- [What you should do]
Among the lines below, count those that include "bool", and state the count alone.

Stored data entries
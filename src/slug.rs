//! URL slugs and heading anchors.
//!
//! [`slugify`] is the single slug rule used both for a document's own slug
//! and for in-page heading anchors. [`add_heading_anchors`] walks rendered
//! HTML and gives every `<h2>` without an `id` a unique `toc-` identifier.

use regex::{Captures, Regex};
use std::collections::HashSet;
use std::sync::OnceLock;

/// Namespace prefix for generated heading identifiers.
pub const ANCHOR_PREFIX: &str = "toc-";

/// Lowercases `text`, collapses every run of non-alphanumeric characters
/// into a single hyphen, and trims hyphens from both ends.
///
/// HTML entities such as `&amp;` are dropped first so that rendered
/// heading text slugs the same as its source.
///
/// - `"Getting Started"` becomes `"getting-started"`
/// - `"  C++ & Rust!  "` becomes `"c-rust"`
/// - `"Café Setup"` becomes `"café-setup"`
pub fn slugify(text: &str) -> String {
    let text = entity_re().replace_all(text, "");
    let mut out = String::with_capacity(text.len());
    let mut pending_dash = false;

    for c in text.chars() {
        if c.is_alphanumeric() {
            if pending_dash && !out.is_empty() {
                out.push('-');
            }
            pending_dash = false;
            out.extend(c.to_lowercase());
        } else {
            pending_dash = true;
        }
    }

    out
}

/// Identifiers already used within one rendered document.
///
/// Lives for exactly one rendering pass.
#[derive(Debug, Default)]
pub struct HeadingAnchorSet {
    used: HashSet<String>,
}

impl HeadingAnchorSet {
    pub fn new() -> Self {
        Self::default()
    }

    /// Returns `base` if unused, otherwise the first free `base-2`, `base-3`, …
    /// and marks the result as used.
    pub fn claim(&mut self, base: &str) -> String {
        let mut candidate = base.to_string();
        let mut n = 2u32;
        while self.used.contains(&candidate) {
            candidate = format!("{}-{}", base, n);
            n += 1;
        }
        self.used.insert(candidate.clone());
        candidate
    }

    /// Marks an identifier that was supplied by the author.
    pub fn reserve(&mut self, id: &str) {
        self.used.insert(id.to_string());
    }

    pub fn contains(&self, id: &str) -> bool {
        self.used.contains(id)
    }

    pub fn len(&self) -> usize {
        self.used.len()
    }

    pub fn is_empty(&self) -> bool {
        self.used.is_empty()
    }
}

fn h2_re() -> &'static Regex {
    static RE: OnceLock<Regex> = OnceLock::new();
    RE.get_or_init(|| {
        Regex::new(r"(?is)<h2(\s[^>]*)?>(.*?)</h2\s*>").expect("valid h2 pattern")
    })
}

/// One attribute per match, quoted values consumed whole.
fn attr_re() -> &'static Regex {
    static RE: OnceLock<Regex> = OnceLock::new();
    RE.get_or_init(|| {
        Regex::new(r#"([^\s"'=<>/]+)(?:\s*=\s*(?:"([^"]*)"|'([^']*)'|([^\s"'>]+)))?"#)
            .expect("valid attribute pattern")
    })
}

fn tag_re() -> &'static Regex {
    static RE: OnceLock<Regex> = OnceLock::new();
    RE.get_or_init(|| Regex::new(r"(?s)<[^>]*>").expect("valid tag pattern"))
}

fn entity_re() -> &'static Regex {
    static RE: OnceLock<Regex> = OnceLock::new();
    RE.get_or_init(|| {
        Regex::new(r"&(?:[a-zA-Z][a-zA-Z0-9]*|#[0-9]+|#x[0-9a-fA-F]+);")
            .expect("valid entity pattern")
    })
}

/// Adds a unique `id` to every `<h2>` in `html` that lacks one.
///
/// Headings are visited in document order. An existing `id` is never
/// rewritten, but it is reserved so generated identifiers cannot clash
/// with it. Attributes and inner HTML are kept verbatim. Headings whose
/// text is empty still receive an identifier (`toc-`, `toc--2`, …).
pub fn add_heading_anchors(html: &str, anchors: &mut HeadingAnchorSet) -> String {
    // Author-supplied ids first, so a later generated id cannot take one
    // that appears further down the document.
    for caps in h2_re().captures_iter(html) {
        if let Some(id) = caps.get(1).and_then(|attrs| existing_id(attrs.as_str())) {
            anchors.reserve(&id);
        }
    }

    h2_re()
        .replace_all(html, |caps: &Captures| {
            let attrs = caps.get(1).map(|m| m.as_str()).unwrap_or("");
            if existing_id(attrs).is_some() {
                return caps[0].to_string();
            }
            let inner = &caps[2];
            let text = tag_re().replace_all(inner, "");
            let base = format!("{}{}", ANCHOR_PREFIX, slugify(&text));
            let id = anchors.claim(&base);
            format!("<h2{} id=\"{}\">{}</h2>", attrs, id, inner)
        })
        .into_owned()
}

fn existing_id(attrs: &str) -> Option<String> {
    attr_re()
        .captures_iter(attrs)
        .find(|c| c[1].eq_ignore_ascii_case("id"))
        .map(|c| {
            c.get(2)
                .or_else(|| c.get(3))
                .or_else(|| c.get(4))
                .map(|m| m.as_str().to_string())
                .unwrap_or_default()
        })
}

#[cfg(test)]
mod tests {
    use super::*;

    fn anchors(html: &str) -> String {
        add_heading_anchors(html, &mut HeadingAnchorSet::new())
    }

    #[test]
    fn test_slugify_basic() {
        assert_eq!(slugify("Getting Started"), "getting-started");
        assert_eq!(slugify("  C++ & Rust!  "), "c-rust");
        assert_eq!(slugify("already-a-slug"), "already-a-slug");
        assert_eq!(slugify("Q&amp;A"), "qa");
        assert_eq!(slugify("v2.0 -- Release_Notes"), "v2-0-release-notes");
        assert_eq!(slugify("!!!"), "");
    }

    #[test]
    fn test_slugify_keeps_non_ascii_letters() {
        assert_eq!(slugify("Café Setup"), "café-setup");
        assert_eq!(slugify("Über uns"), "über-uns");
        assert_eq!(slugify("設定"), "設定");
    }

    #[test]
    fn test_non_latin_headings_get_distinct_anchors() {
        let out = anchors("<h2>設定</h2><h2>概要</h2>");
        assert_eq!(out, "<h2 id=\"toc-設定\">設定</h2><h2 id=\"toc-概要\">概要</h2>");
    }

    #[test]
    fn test_id_inside_quoted_value_is_not_an_id() {
        let out = anchors("<h2 title=\"x id=y\">Setup</h2>");
        assert_eq!(out, "<h2 title=\"x id=y\" id=\"toc-setup\">Setup</h2>");

        let out = anchors("<h2 data-note='id=\"n\"' id=real>A</h2>");
        assert_eq!(out, "<h2 data-note='id=\"n\"' id=real>A</h2>");
    }

    #[test]
    fn test_single_heading() {
        assert_eq!(anchors("<h2>Setup</h2>"), "<h2 id=\"toc-setup\">Setup</h2>");
    }

    #[test]
    fn test_duplicate_headings_get_numeric_suffix() {
        let out = anchors("<h2>Setup</h2>\n<p>x</p>\n<h2>Setup</h2>\n<h2>Setup</h2>");
        assert!(out.contains("<h2 id=\"toc-setup\">Setup</h2>"));
        assert!(out.contains("<h2 id=\"toc-setup-2\">Setup</h2>"));
        assert!(out.contains("<h2 id=\"toc-setup-3\">Setup</h2>"));
    }

    #[test]
    fn test_existing_id_untouched() {
        let html = "<h2 id=\"custom\">Setup</h2>";
        assert_eq!(anchors(html), html);

        let html = "<h2 class='x' ID='keep'>A</h2>";
        assert_eq!(anchors(html), html);
    }

    #[test]
    fn test_data_id_is_not_an_id() {
        let out = anchors("<h2 data-id=\"7\">Setup</h2>");
        assert_eq!(out, "<h2 data-id=\"7\" id=\"toc-setup\">Setup</h2>");
    }

    #[test]
    fn test_generated_id_avoids_author_id_later_in_document() {
        let out = anchors("<h2>Setup</h2><h2 id=\"toc-setup\">Other</h2>");
        assert!(out.starts_with("<h2 id=\"toc-setup-2\">Setup</h2>"));
        assert!(out.ends_with("<h2 id=\"toc-setup\">Other</h2>"));
    }

    #[test]
    fn test_inner_markup_stripped_for_slug_but_preserved() {
        let out = anchors("<h2 class=\"lead\">Install <code>cargo</code> &amp; go</h2>");
        assert_eq!(
            out,
            "<h2 class=\"lead\" id=\"toc-install-cargo-go\">Install <code>cargo</code> &amp; go</h2>"
        );
    }

    #[test]
    fn test_empty_heading_still_anchored() {
        let out = anchors("<h2></h2><h2><em></em></h2>");
        assert_eq!(out, "<h2 id=\"toc-\"></h2><h2 id=\"toc--2\"><em></em></h2>");
    }

    #[test]
    fn test_other_levels_ignored() {
        let html = "<h1>Guide</h1><h3>Deep</h3><h2x>no</h2x>";
        assert_eq!(anchors(html), html);
    }

    #[test]
    fn test_anchor_set_claim() {
        let mut set = HeadingAnchorSet::new();
        assert!(set.is_empty());
        assert_eq!(set.claim("toc-a"), "toc-a");
        assert_eq!(set.claim("toc-a"), "toc-a-2");
        set.reserve("toc-a-3");
        assert_eq!(set.claim("toc-a"), "toc-a-4");
        assert!(set.contains("toc-a-2"));
        assert_eq!(set.len(), 4);
    }
}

- [Your response]
2